## EXERCISE GOAL
Using the line that contains "Some(value)" as the first line and the last line of the data as the final one, give every line in that range again exactly.

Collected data

=====

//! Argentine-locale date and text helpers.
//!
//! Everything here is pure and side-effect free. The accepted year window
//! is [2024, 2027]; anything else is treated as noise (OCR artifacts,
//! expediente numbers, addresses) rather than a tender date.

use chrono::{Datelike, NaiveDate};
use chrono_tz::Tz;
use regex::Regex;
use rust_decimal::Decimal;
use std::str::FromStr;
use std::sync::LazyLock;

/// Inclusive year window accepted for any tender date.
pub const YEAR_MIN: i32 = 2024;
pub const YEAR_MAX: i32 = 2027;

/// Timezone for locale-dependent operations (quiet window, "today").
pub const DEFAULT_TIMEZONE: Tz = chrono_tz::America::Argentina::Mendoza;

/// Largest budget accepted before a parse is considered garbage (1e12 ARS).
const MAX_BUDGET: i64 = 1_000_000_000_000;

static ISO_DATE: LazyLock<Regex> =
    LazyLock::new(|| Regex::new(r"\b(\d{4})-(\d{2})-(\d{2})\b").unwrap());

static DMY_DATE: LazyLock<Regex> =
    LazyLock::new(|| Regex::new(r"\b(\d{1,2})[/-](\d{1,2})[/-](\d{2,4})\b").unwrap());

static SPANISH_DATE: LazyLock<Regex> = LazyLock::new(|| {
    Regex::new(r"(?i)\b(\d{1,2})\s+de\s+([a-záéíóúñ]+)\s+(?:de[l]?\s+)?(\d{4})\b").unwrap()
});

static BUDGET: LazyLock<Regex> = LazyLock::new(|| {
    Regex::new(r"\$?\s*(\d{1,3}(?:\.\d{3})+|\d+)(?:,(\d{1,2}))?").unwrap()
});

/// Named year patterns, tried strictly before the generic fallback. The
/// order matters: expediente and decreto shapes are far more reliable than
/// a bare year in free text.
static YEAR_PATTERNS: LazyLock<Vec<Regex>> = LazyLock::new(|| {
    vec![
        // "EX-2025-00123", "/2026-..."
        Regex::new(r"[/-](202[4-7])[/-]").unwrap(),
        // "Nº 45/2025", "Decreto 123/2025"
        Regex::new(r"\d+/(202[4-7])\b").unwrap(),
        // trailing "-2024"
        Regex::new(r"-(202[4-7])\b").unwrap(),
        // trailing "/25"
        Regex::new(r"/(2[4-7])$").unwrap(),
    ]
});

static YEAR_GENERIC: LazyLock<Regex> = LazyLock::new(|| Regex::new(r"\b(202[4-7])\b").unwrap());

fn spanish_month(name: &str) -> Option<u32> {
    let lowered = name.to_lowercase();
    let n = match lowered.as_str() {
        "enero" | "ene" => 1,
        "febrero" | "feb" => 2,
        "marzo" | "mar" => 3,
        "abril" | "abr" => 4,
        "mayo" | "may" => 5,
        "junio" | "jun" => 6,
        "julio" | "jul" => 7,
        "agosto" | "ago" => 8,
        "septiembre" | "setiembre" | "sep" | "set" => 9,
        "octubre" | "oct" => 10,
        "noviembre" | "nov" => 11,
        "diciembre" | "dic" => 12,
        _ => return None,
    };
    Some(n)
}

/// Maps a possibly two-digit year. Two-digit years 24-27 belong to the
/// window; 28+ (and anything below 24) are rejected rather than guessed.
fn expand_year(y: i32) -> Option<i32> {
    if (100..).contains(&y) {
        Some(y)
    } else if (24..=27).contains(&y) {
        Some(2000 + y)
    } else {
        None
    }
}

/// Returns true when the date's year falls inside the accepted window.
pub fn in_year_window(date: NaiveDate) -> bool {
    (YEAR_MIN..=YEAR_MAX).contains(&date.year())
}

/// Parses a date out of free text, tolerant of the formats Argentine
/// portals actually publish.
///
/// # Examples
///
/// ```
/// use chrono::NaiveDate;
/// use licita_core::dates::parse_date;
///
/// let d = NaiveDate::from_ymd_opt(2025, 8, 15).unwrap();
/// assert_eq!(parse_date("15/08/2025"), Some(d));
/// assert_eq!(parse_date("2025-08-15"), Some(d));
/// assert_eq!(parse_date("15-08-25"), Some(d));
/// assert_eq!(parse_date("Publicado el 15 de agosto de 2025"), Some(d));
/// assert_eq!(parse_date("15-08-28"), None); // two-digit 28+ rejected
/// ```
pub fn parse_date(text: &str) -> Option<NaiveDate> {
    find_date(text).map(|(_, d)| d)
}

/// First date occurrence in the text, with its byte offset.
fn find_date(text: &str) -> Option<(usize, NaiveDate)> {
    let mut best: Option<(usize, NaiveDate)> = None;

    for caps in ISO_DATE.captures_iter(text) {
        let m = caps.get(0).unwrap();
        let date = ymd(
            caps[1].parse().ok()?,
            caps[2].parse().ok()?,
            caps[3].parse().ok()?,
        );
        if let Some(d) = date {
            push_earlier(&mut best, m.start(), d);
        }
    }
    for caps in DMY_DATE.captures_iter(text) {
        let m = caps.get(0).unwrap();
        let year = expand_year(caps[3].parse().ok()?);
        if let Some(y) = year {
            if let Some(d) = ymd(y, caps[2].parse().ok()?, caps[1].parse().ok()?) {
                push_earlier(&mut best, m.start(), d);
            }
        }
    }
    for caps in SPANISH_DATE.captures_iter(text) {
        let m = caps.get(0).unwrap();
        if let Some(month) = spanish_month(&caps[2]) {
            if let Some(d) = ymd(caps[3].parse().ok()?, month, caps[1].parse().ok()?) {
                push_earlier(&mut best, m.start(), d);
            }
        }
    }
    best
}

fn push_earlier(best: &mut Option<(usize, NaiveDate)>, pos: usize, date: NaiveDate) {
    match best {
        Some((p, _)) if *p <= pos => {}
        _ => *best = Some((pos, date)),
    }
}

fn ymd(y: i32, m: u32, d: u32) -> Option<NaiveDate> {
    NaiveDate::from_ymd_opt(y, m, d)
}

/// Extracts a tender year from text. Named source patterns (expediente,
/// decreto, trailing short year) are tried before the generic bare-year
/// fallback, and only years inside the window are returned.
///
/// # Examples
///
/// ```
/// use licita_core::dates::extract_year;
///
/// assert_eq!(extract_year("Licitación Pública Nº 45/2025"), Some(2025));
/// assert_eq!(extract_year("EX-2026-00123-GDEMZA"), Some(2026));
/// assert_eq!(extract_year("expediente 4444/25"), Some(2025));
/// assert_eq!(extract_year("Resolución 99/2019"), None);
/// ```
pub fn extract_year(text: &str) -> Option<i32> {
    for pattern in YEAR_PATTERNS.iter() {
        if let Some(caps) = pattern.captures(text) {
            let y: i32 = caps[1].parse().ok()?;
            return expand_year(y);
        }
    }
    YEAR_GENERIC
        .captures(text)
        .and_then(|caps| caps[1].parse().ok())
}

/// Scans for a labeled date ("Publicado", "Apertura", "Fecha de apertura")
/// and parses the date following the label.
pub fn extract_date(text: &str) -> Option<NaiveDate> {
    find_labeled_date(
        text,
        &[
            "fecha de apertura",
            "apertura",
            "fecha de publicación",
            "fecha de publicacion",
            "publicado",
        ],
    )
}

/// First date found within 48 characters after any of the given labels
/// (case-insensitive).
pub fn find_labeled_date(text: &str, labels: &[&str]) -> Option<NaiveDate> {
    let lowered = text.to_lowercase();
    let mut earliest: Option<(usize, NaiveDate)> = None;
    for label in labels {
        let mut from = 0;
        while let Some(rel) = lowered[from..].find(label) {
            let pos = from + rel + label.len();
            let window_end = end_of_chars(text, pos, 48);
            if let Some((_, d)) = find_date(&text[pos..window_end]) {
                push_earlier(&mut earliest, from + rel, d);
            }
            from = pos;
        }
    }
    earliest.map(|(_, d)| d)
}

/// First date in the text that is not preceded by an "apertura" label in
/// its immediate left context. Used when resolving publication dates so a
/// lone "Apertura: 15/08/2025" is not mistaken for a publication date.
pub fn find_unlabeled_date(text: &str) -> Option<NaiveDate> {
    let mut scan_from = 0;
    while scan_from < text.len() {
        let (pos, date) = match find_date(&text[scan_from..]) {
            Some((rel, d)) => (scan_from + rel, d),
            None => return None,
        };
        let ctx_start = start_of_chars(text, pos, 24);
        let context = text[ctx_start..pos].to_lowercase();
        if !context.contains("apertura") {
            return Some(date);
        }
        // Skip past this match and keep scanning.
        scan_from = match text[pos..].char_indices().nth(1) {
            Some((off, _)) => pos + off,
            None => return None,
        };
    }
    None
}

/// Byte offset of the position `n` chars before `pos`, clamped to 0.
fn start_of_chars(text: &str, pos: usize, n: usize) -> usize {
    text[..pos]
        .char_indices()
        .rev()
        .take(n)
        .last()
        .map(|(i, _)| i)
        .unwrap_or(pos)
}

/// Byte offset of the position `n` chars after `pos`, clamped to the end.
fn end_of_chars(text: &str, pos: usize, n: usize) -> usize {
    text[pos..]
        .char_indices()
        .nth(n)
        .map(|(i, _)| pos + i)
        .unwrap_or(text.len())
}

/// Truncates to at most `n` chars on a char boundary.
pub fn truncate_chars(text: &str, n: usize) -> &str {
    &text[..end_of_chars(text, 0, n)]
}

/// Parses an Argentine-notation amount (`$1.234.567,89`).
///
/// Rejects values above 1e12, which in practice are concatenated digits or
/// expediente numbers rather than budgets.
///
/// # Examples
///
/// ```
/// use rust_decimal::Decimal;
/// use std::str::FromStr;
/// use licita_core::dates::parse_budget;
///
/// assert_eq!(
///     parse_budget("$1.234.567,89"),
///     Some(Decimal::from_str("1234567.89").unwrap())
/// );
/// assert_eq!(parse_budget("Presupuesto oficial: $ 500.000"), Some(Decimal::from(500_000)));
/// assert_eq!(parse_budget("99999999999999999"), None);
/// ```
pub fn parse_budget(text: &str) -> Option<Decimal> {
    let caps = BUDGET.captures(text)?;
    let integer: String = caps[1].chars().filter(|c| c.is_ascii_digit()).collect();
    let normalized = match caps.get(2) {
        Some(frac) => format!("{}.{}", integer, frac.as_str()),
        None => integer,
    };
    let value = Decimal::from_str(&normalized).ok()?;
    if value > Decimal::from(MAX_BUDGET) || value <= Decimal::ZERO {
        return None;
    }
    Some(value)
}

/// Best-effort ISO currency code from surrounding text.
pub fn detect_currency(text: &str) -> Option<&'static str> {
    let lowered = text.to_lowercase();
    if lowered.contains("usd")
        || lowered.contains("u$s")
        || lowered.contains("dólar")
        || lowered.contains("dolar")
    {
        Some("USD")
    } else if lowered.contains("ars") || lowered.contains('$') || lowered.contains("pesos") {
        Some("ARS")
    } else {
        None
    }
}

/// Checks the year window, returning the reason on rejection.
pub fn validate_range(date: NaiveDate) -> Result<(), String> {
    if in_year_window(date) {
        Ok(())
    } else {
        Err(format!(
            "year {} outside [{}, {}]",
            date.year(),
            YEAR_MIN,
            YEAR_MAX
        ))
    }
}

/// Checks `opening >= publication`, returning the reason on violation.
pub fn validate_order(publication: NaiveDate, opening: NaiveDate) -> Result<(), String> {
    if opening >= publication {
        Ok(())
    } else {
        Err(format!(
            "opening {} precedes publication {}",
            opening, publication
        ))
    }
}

=====

## TASK RESULT
    Some(value)
}

/// Best-effort ISO currency code from surrounding text.
pub fn detect_currency(text: &str) -> Option<&'static str> {
    let lowered = text.to_lowercase();
    if lowered.contains("usd")
        || lowered.contains("u$s")
        || lowered.contains("dólar")
        || lowered.contains("dolar")
    {
        Some("USD")
    } else if lowered.contains("ars") || lowered.contains('$') || lowered.contains("pesos") {
        Some("ARS")
    } else {
        None
    }
}

/// Checks the year window, returning the reason on rejection.
pub fn validate_range(date: NaiveDate) -> Result<(), String> {
    if in_year_window(date) {
        Ok(())
    } else {
        Err(format!(
            "year {} outside [{}, {}]",
            date.year(),
            YEAR_MIN,
            YEAR_MAX
        ))
    }
}

/// Checks `opening >= publication`, returning the reason on violation.
pub fn validate_order(publication: NaiveDate, opening: NaiveDate) -> Result<(), String> {
    if opening >= publication {
        Ok(())
    } else {
        Err(format!(
            "opening {} precedes publication {}",
            opening, publication
        ))
    }
}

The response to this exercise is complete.